Know Your Writing Triggers
At Breathe 2013, I sat on an authors’ panel. I believe I was the token newbie. I don’t remember much of what we discussed, but I do remember that someone asked us, “What do you read to prepare yourself for writing?” Tracy Groot said Steinbeck, I think. Someone else said they read John Ashbery.
I said I don’t read anybody. I watch an episode of Breaking Bad. And I have a cigar and a cup of coffee. Then I’m ready to write.
I should have felt silly about that, but I didn’t. I know what triggers get my mind in the right head-space and I’m very intentional about using them. I know that I do my best writing on a particular bench overlooking the Capitol building and the Lansing skyline, while writing on this decade-old word processor I bought on eBay. I know that music and surroundings tend to affect how I write.
I like to have a playlist for each novel I’m writing, that evokes the mood I want to tap into, but also one particular song that I can play to sort of Pavlov’s Dog myself into the right head-space in under a minute. For my forthcoming book The Last Con, the song was “Crystalize” by Lindsey Stirling. I heard that song in a bookstore a couple weeks ago and immediately (involuntarily) started concocting new scenes. The problem is that I’ve already turned in the manuscript (it will hit stores in June 2015). For 42 Months Dry, it was all about Matisyahu.

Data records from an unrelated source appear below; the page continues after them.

//! catchlog CLI: diagnostic reports for topic-modeling runs.
//!
//! Loads a JSON snapshot of clustering output and renders it into a
//! report log, echoed to stdout.

mod commands;

use clap::Parser;
use color_eyre::eyre::Result;

use commands::Cli;

fn main() -> Result<()> {
    color_eyre::install()?;
    let cli = Cli::parse();
    commands::init_tracing(&cli);
    commands::run(cli)
}
use std::collections::HashMap;

use super::index::AnnotationIndex;
use super::model::{Annotation, CategoryId, ImageRecord, Snapshot};
use crate::error::Result;

// ---------------------------------------------------------------------------
// Uniqueness filter: keep images with ≥ 2 categories that occur exactly once
// ---------------------------------------------------------------------------

/// Images need this many uniquely-occurring categories to qualify.
pub const MIN_UNIQUE_CATEGORIES: usize = 2;

/// Categories that occur exactly once among `annotations`, in order of
/// first occurrence.
pub fn unique_categories(annotations: &[Annotation]) -> Vec<CategoryId> {
    let mut counts: HashMap<CategoryId, usize> = HashMap::new();
    let mut order = Vec::new();
    for ann in annotations {
        let count = counts.entry(ann.category_id).or_insert(0);
        if *count == 0 {
            order.push(ann.category_id);
        }
        *count += 1;
    }
    order.retain(|cat| counts[cat] == 1);
    order
}

/// The annotations of an image that survive the filter, or `None` when the
/// image does not qualify.  Returned annotations have no segmentation.
pub fn filter_annotations(annotations: &[Annotation]) -> Option<Vec<Annotation>> {
    let unique = unique_categories(annotations);
    if unique.len() < MIN_UNIQUE_CATEGORIES {
        return None;
    }
    Some(
        annotations
            .iter()
            .filter(|ann| unique.contains(&ann.category_id))
            .map(Annotation::stripped)
            .collect(),
    )
}

#[derive(Debug, Clone, Copy, Default, PartialEq, Eq)]
pub struct FilterReport {
    pub images_seen: usize,
    pub images_kept: usize,
}

impl FilterReport {
    pub fn images_dropped(&self) -> usize {
        self.images_seen - self.images_kept
    }
}

/// Build the filtered snapshot from indexed raw annotations.
///
/// Non-qualifying images are omitted; a qualifying image without metadata is
/// a `NotFound` error.
pub fn filter_unique(index: &AnnotationIndex) -> Result<(Snapshot, FilterReport)> {
    let mut snapshot = Snapshot::new(index.categories().to_vec());
    let mut report = FilterReport::default();

    for &image_id in index.image_ids() {
        report.images_seen += 1;
        let Some(kept) = filter_annotations(index.annotations(image_id)) else {
            log::debug!("Image {image_id}: fewer than {MIN_UNIQUE_CATEGORIES} unique categories");
            continue;
        };
        let info = index.image_info(image_id)?;
        snapshot.push(image_id, ImageRecord::from_info(info, kept));
        report.images_kept += 1;
    }

    log::info!(
        "Uniqueness filter kept {} of {} images ({} dropped)",
        report.images_kept,
        report.images_seen,
        report.images_dropped()
    );
    Ok((snapshot, report))
}

#[cfg(test)]
mod tests {
    use super::*;
    use crate::data::model::{BBox, ImageId, ImageInfo, RawSnapshot};
    use crate::error::DatasetError;

    fn ann(image_id: ImageId, category_id: CategoryId) -> Annotation {
        let mut a = Annotation::new(category_id, BBox::new(0.0, 0.0, 1.0, 1.0));
        a.image_id = Some(image_id);
        a.segmentation = Some(serde_json::json!([[0, 0, 1, 0, 1, 1]]));
        a
    }

    fn info(id: ImageId) -> ImageInfo {
        ImageInfo {
            id,
            file_name: format!("{id}.jpg"),
            height: 480,
            width: 640,
            extra: Default::default(),
        }
    }

    #[test]
    fn counts_only_single_occurrences() {
        let anns = vec![ann(1, 5), ann(1, 3), ann(1, 5), ann(1, 8), ann(1, 3), ann(1, 2)];
        assert_eq!(unique_categories(&anns), vec![8, 2]);
    }

    #[test]
    fn duplicated_only_image_is_dropped() {
        let anns = vec![ann(1, 5), ann(1, 3), ann(1, 5), ann(1, 3)];
        assert!(unique_categories(&anns).is_empty());
        assert!(filter_annotations(&anns).is_none());
    }

    #[test]
    fn single_unique_category_is_not_enough() {
        let anns = vec![ann(1, 5), ann(1, 3), ann(1, 3)];
        assert!(filter_annotations(&anns).is_none());
    }

    #[test]
    fn filtered_snapshot_holds_unique_stripped_annotations() {
        let raw = RawSnapshot {
            categories: Vec::new(),
            images: vec![info(1), info(2), info(3)],
            annotations: vec![
                ann(1, 5),
                ann(1, 6),
                ann(1, 6),
                ann(1, 7),
                ann(2, 5),
                ann(2, 5),
                ann(3, 1),
                ann(3, 2),
            ],
        };
        let original = raw.annotations.clone();
        let index = AnnotationIndex::build(raw);
        let (snap, report) = filter_unique(&index).unwrap();

        assert_eq!(snap.image_ids, vec![1, 3]);
        assert_eq!(report, FilterReport { images_seen: 3, images_kept: 2 });
        assert_eq!(report.images_dropped(), 1);

        for (id, rec) in snap.iter() {
            assert!(rec.annotations.len() >= MIN_UNIQUE_CATEGORIES);
            for kept in &rec.annotations {
                assert!(kept.segmentation.is_none());
                let occurrences = original
                    .iter()
                    .filter(|a| a.image_id == Some(id) && a.category_id == kept.category_id)
                    .count();
                assert_eq!(occurrences, 1);
            }
        }
        let rec = snap.get(1).unwrap();
        assert_eq!(rec.file_name, "1.jpg");
        assert_eq!((rec.height, rec.width), (480, 640));
        assert!(rec.good_pairs.is_none());
    }

    #[test]
    fn qualifying_image_without_metadata_fails() {
        let raw = RawSnapshot {
            categories: Vec::new(),
            images: Vec::new(),
            annotations: vec![ann(4, 1), ann(4, 2)],
        };
        let index = AnnotationIndex::build(raw);
        assert!(matches!(
            filter_unique(&index),
            Err(DatasetError::NotFound(4))
        ));
    }
}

For Playing Saint (which is the drug I’m actively pushing now), watching a little Breaking Bad was the thing that chambered a round for me, creatively speaking. Not that I wanted to copy Vince Gilligan’s style; just that I found myself wanting—needing—to be creative in a sort of uncharted way after forty minutes of that. The writing flowed better when I crank-started the process that way (there’s a pun in there somewhere).